[Dataset entries]
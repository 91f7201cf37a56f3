//! Deal Board Store
//!
//! Uses Leptos reactive_stores for fine-grained reactivity on the kanban:
//! moving one card only re-renders the columns reading `deals`.

use crm_core::models::{Contact, Deal, DealDraft, DealStage};
use crm_core::mutation::{merge_stage, remove_entry};
use crm_core::Draft;
use leptos::prelude::*;
use reactive_stores::Store;

#[derive(Clone, Debug, Default, Store)]
pub struct BoardState {
    pub deals: Vec<Deal>,
    /// Options for the deal modal's contact picker
    pub contacts: Vec<Contact>,
}

pub type BoardStore = Store<BoardState>;

// ========================
// Store Helper Functions
// ========================

pub fn store_load(store: &BoardStore, deals: Vec<Deal>, contacts: Vec<Contact>) {
    *store.deals().write() = deals;
    *store.contacts().write() = contacts;
}

/// Merge a saved deal: replaces the edited card or appends a new one
pub fn store_save_deal(store: &BoardStore, draft: &Draft<DealDraft>, deal: Deal) {
    let deals_field = store.deals();
    let mut deals = deals_field.write();
    draft.merge_saved(&mut *deals, deal);
}

pub fn store_remove_deal(store: &BoardStore, id: &str) {
    remove_entry(&mut store.deals().write(), id);
}

pub fn store_merge_stage(store: &BoardStore, id: &str, stage: DealStage) {
    merge_stage(&mut store.deals().write(), id, stage);
}

// ========================
// Reads
// ========================

pub fn store_deals_in(store: &BoardStore, stage: DealStage) -> Vec<Deal> {
    store
        .deals()
        .with(|deals| deals.iter().filter(|d| d.stage == stage).cloned().collect())
}

pub fn store_contacts(store: &BoardStore) -> Vec<Contact> {
    store.contacts().get()
}

pub fn store_contact_name(store: &BoardStore, contact_id: &str) -> Option<String> {
    store.contacts().with(|contacts| {
        contacts
            .iter()
            .find(|c| c.id == contact_id)
            .map(|c| c.name.clone())
    })
}

pub fn store_first_contact_id(store: &BoardStore) -> String {
    store
        .contacts()
        .with_untracked(|contacts| contacts.first().map(|c| c.id.clone()))
        .unwrap_or_default()
}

■ WORK TO COMPLETE: Once you find the line with "Vec<Deal>, contacts: Vec<Contact>)" above, print it and every line after it up to and including the line with "let deals_field = store.deals();", exactly as written and nothing else.

■ RESULT OF THE TASK:
pub fn store_load(store: &BoardStore, deals: Vec<Deal>, contacts: Vec<Contact>) {
    *store.deals().write() = deals;
    *store.contacts().write() = contacts;
}

/// Merge a saved deal: replaces the edited card or appends a new one
pub fn store_save_deal(store: &BoardStore, draft: &Draft<DealDraft>, deal: Deal) {
    let deals_field = store.deals();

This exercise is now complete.